-- GIVEN RECORDS follows --
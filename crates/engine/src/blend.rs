//! Activity-adaptive blend weights and rank-decay fusion.
//!
//! The weight schedule leans on content similarity for new users (too few
//! ratings for a useful neighborhood) and shifts toward collaborative
//! filtering as the rating history grows. Fusion scores each candidate by
//! its position within its source list rather than by the source's raw
//! score scale, so sources with incomparable score ranges can be combined.

use scorers::{Recommendation, ScoreSource, SourceContribution, rank};
use std::collections::HashMap;

/// Per-source blend weights for one request
#[derive(Debug, Clone, Copy, PartialEq)]
pub struct BlendWeights {
    pub content: f32,
    pub collaborative: f32,
    pub popularity: f32,
}

/// Weight schedule keyed on the user's total rating count.
///
/// Boundaries are inclusive on the upper tier: exactly 5 ratings already
/// counts as medium activity, exactly 20 as active.
pub fn blend_weights(rating_count: usize) -> BlendWeights {
    if rating_count < 5 {
        BlendWeights {
            content: 0.6,
            collaborative: 0.1,
            popularity: 0.3,
        }
    } else if rating_count < 20 {
        BlendWeights {
            content: 0.5,
            collaborative: 0.3,
            popularity: 0.2,
        }
    } else {
        BlendWeights {
            content: 0.3,
            collaborative: 0.6,
            popularity: 0.1,
        }
    }
}

/// Fuse ranked source lists into one blended ranking.
///
/// A candidate at position `i` of a source list of length `n` contributes
/// `weight * (1 - i/n)`; contributions for the same movie sum across
/// sources and the per-source shares are kept in the breakdown. The fused
/// entries carry `ScoreSource::Hybrid`.
pub fn fuse(sources: &[(f32, Vec<Recommendation>)], limit: usize) -> Vec<Recommendation> {
    let mut merged: HashMap<u32, Recommendation> = HashMap::new();

    for (weight, recommendations) in sources {
        let len = recommendations.len();
        for (i, candidate) in recommendations.iter().enumerate() {
            let positional = weight * (1.0 - i as f32 / len as f32);
            let contribution = SourceContribution {
                source: candidate.source,
                score: positional,
            };
            merged
                .entry(candidate.movie_id)
                .and_modify(|existing| {
                    existing.score += positional;
                    existing.breakdown.push(contribution);
                })
                .or_insert_with(|| Recommendation {
                    movie_id: candidate.movie_id,
                    score: positional,
                    source: ScoreSource::Hybrid,
                    breakdown: vec![contribution],
                });
        }
    }

    rank(merged.into_values().collect(), limit)
}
-- GIVEN RECORDS concluded --
PROBLEM DESCRIPTION
In the listing above, find each line where "popularity" occurs and copy it.

YOUR RESPONSE
    pub popularity: f32,
            popularity: 0.3,
            popularity: 0.2,
            popularity: 0.1,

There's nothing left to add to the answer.